Q: How is partial pressure calculated?

A: Partial pressure can be calculated using the ideal gas law and the concept of partial pressure. The equation for calculating partial pressure is:

P_partial = P_total * (n_gas / n_total)

Where:

• P_partial is the partial pressure of the gas
• P_total is the total pressure of the mixture
• n_gas is the number of moles of the gas
• n_total is the total number of moles in the mixture

Q: What is the difference between partial pressure and total pressure?

A: The total pressure of a mixture is the sum of the partial pressures of all the gases present in the mixture. Partial pressure, on the other hand, is the pressure exerted by a specific gas in the mixture.

Q: How is partial pressure related to mole fraction?

A: Partial pressure is directly proportional to the mole fraction of a gas in a mixture. The mole fraction of a gas is the ratio of the number of moles of the gas to the total number of moles in the mixture.

Q: Can partial pressure be greater than total pressure?

A: No, partial pressure cannot be greater than total pressure. The partial pressure of a gas is always less than or equal to the total pressure of the mixture.

Q: What is the significance of partial pressure in real-world applications?

A: Partial pressure plays a crucial role in various real-world applications, including:

• Industrial processes: Partial pressure is used to design and optimize industrial processes such as chemical reactions, distillation, and absorption.
• Environmental science: Partial pressure is used to understand and predict the behavior of gases in the atmosphere, oceans, and soil.
• Medical applications: Partial pressure is used to understand the behavior of gases in the human body, including the lungs, blood, and tissues.

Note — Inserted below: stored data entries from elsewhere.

//! Comparison service boundary.
//!
//! The comparison service is the remote collaborator that owns database
//! drivers and the comparison engine. Everything in this crate talks to it
//! through the [`ComparisonService`] trait so that probes, discovery and the
//! orchestrator can be exercised against an in-memory implementation.
//!
//! # Module Structure
//! - `wire`: JSON payloads and the normalized discovery response
//! - `http`: `reqwest`-backed implementation

use crate::Result;
use crate::models::{
    ComparisonOutcome, ComparisonRequest, ComparisonTicket, EndpointConfig, EndpointRole,
};
use async_trait::async_trait;

pub mod http;
pub mod wire;

pub use http::HttpComparisonService;
pub use wire::{CatalogRow, DiscoveryResponse, submission_document};

/// Operations the comparison service exposes to setup.
///
/// Implementations do not apply their own deadlines beyond transport
/// defaults; callers wrap every call in a bounded timeout.
///
/// # Object Safety
/// This trait is object-safe and is shared as `Arc<dyn ComparisonService>`.
#[async_trait]
pub trait ComparisonService: Send + Sync {
    /// Asks the service whether it can connect to the endpoint.
    ///
    /// `Ok(false)` is a negative answer; `Err` means the service itself
    /// could not be reached or failed.
    async fn check_connection(&self, role: EndpointRole, config: &EndpointConfig)
    -> Result<bool>;

    /// Requests the endpoint's table list.
    async fn list_tables(
        &self,
        role: EndpointRole,
        config: &EndpointConfig,
    ) -> Result<DiscoveryResponse>;

    /// Runs a read-only catalog query and returns its rows.
    async fn run_catalog_query(
        &self,
        role: EndpointRole,
        config: &EndpointConfig,
        query: &str,
    ) -> Result<Vec<CatalogRow>>;

    /// Submits a validated comparison request.
    async fn submit_comparison(&self, request: &ComparisonRequest) -> Result<ComparisonTicket>;

    /// Retrieves the engine's result for a submitted comparison.
    async fn fetch_outcome(&self, ticket: &ComparisonTicket) -> Result<ComparisonOutcome>;
}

Q: How can I calculate partial pressure using the ideal gas law?

A: To calculate partial pressure using the ideal gas law, you need to know the following:

• P_total: The total pressure of the mixture
• n_gas: The number of moles of the gas
• n_total: The total number of moles in the mixture
• R: The gas constant
• T: The temperature of the gas

You can then use the equation:

PV = nRT

to calculate the partial pressure of the gas.

Q: What are some common mistakes to avoid when calculating partial pressure?

A: Some common mistakes to avoid when calculating partial pressure include:

• Incorrectly calculating mole fraction: Make sure to calculate the mole fraction correctly using the number of moles of the gas and the total number of moles in the mixture.
• Using incorrect values for P_total: Make sure to use the correct value for the total pressure of the mixture.
• Using incorrect values for n_gas and n_total: Make sure to use the correct values for the number of moles of the gas and the total number of moles in the mixture.

By avoiding these common mistakes, you can ensure accurate calculations of partial pressure.